Start of EXERCISE DATA
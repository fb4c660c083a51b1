pub mod api;
pub mod config;
pub mod error;
pub mod segmentation;
pub mod telemetry;
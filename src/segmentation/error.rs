/// Raised while deriving the feature schema from historical data.
#[derive(Debug, Clone, PartialEq, Eq, thiserror::Error)]
pub enum SchemaError {
    #[error("historical dataset is empty")]
    EmptyDataset,
    #[error("historical dataset yields no usable feature columns")]
    NoFeatures,
    #[error("label column '{0}' not found in historical dataset")]
    MissingLabelColumn(String),
    #[error("record {row} has invalid loan status '{value}' (expected 0 or 1)")]
    InvalidLabel { row: usize, value: String },
    #[error("record {row} has invalid cluster id '{value}'")]
    InvalidClusterLabel { row: usize, value: String },
    #[error("record {row} has {actual} feature values, expected {expected}")]
    RowWidth {
        row: usize,
        expected: usize,
        actual: usize,
    },
    #[error("encoded column '{0}' is produced by more than one field")]
    DuplicateColumn(String),
}

/// Raised while fitting or assembling the cluster model and its statistics.
#[derive(Debug, Clone, PartialEq, Eq, thiserror::Error)]
pub enum ModelError {
    #[error("cluster count must be at least 1 (got {0})")]
    InvalidClusterCount(usize),
    #[error("cannot fit clusters over an empty encoded dataset")]
    EmptyDataset,
    #[error("cluster count {k} exceeds the {records} available records")]
    TooFewRecords { k: usize, records: usize },
    #[error("cluster count unavailable: dataset carries no cluster labels and none was configured")]
    ClusterCountUnavailable,
    #[error("centroid {index} has {actual} dimensions, expected {expected}")]
    DimensionMismatch {
        index: usize,
        expected: usize,
        actual: usize,
    },
    #[error("model and scaling span {actual} columns but the schema encodes {expected}")]
    SchemaMismatch { expected: usize, actual: usize },
    #[error("record {row} has no cluster label")]
    MissingClusterLabel { row: usize },
    #[error("record {row} is assigned to cluster {cluster}, outside 0..{k}")]
    ClusterOutOfRange { row: usize, cluster: usize, k: usize },
    #[error("{assignments} cluster assignments supplied for {records} records")]
    AssignmentCount { assignments: usize, records: usize },
    #[error("statistics reference cluster {cluster} but the model has {k} clusters")]
    StatisticsMismatch { cluster: usize, k: usize },
}

/// Per-call rejection of an applicant record.
#[derive(Debug, Clone, PartialEq, Eq, thiserror::Error)]
pub enum ValidationError {
    #[error("field \"{0}\" is required")]
    MissingField(String),
    #[error("field \"{field}\" must be numeric (got \"{value}\")")]
    NotNumeric { field: String, value: String },
    #[error("field \"{field}\" is out of range (got {value})")]
    OutOfRange { field: String, value: String },
    #[error("field \"{field}\" must be a number or a string (got {kind})")]
    UnsupportedValue { field: String, kind: &'static str },
}

impl ValidationError {
    /// Name of the offending applicant field.
    pub fn field(&self) -> &str {
        match self {
            ValidationError::MissingField(field) => field,
            ValidationError::NotNumeric { field, .. }
            | ValidationError::OutOfRange { field, .. }
            | ValidationError::UnsupportedValue { field, .. } => field,
        }
    }
}

/// Fatal startup failure; no scoring may be served until initialization succeeds.
#[derive(Debug, Clone, PartialEq, Eq, thiserror::Error)]
pub enum InitializationError {
    #[error(transparent)]
    Schema(#[from] SchemaError),
    #[error(transparent)]
    Model(#[from] ModelError),
}

/// Failure reading the historical dataset from disk or CSV text.
#[derive(Debug, thiserror::Error)]
pub enum DatasetError {
    #[error("failed to read historical dataset: {0}")]
    Io(#[from] std::io::Error),
    #[error("invalid historical dataset CSV: {0}")]
    Csv(#[from] csv::Error),
    #[error(transparent)]
    Schema(#[from] SchemaError),
}
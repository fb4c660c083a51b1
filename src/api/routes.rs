use crate::api::infra::AppState;
use crate::segmentation::{segmentation_router, SegmentationContext};
use axum::extract::Request;
use axum::http::{header, HeaderValue, StatusCode};
use axum::middleware::{self, Next};
use axum::response::{IntoResponse, Response};
use axum::routing::get;
use axum::{Extension, Json};
use serde_json::json;
use std::sync::atomic::Ordering;
use std::sync::Arc;

pub(crate) fn with_segmentation_routes(context: Arc<SegmentationContext>) -> axum::Router {
    segmentation_router(context)
        .route("/health", get(healthcheck))
        .route("/ready", get(readiness_endpoint))
        .route("/metrics", get(metrics_endpoint))
        .layer(middleware::from_fn(security_headers))
}

pub(crate) async fn healthcheck() -> Json<serde_json::Value> {
    Json(json!({ "status": "ok" }))
}

pub(crate) async fn readiness_endpoint(Extension(state): Extension<AppState>) -> impl IntoResponse {
    if state.readiness.load(Ordering::Relaxed) {
        (StatusCode::OK, Json(json!({ "status": "ready" })))
    } else {
        (
            StatusCode::SERVICE_UNAVAILABLE,
            Json(json!({ "status": "initializing" })),
        )
    }
}

pub(crate) async fn metrics_endpoint(Extension(state): Extension<AppState>) -> impl IntoResponse {
    (
        StatusCode::OK,
        [(header::CONTENT_TYPE, "text/plain; version=0.0.4")],
        state.metrics.render(),
    )
}

async fn security_headers(request: Request, next: Next) -> Response {
    let mut response = next.run(request).await;
    let headers = response.headers_mut();
    headers.insert(
        header::X_CONTENT_TYPE_OPTIONS,
        HeaderValue::from_static("nosniff"),
    );
    headers.insert(header::X_FRAME_OPTIONS, HeaderValue::from_static("SAMEORIGIN"));
    headers.insert(header::X_XSS_PROTECTION, HeaderValue::from_static("1; mode=block"));
    response
}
End of EXERCISE DATA
TASK PROMPT:
Which lines of the records contain the word "Ordering"? Copy each of them.

RESULT OF THIS EXERCISE:
use std::sync::atomic::Ordering;
    if state.readiness.load(Ordering::Relaxed) {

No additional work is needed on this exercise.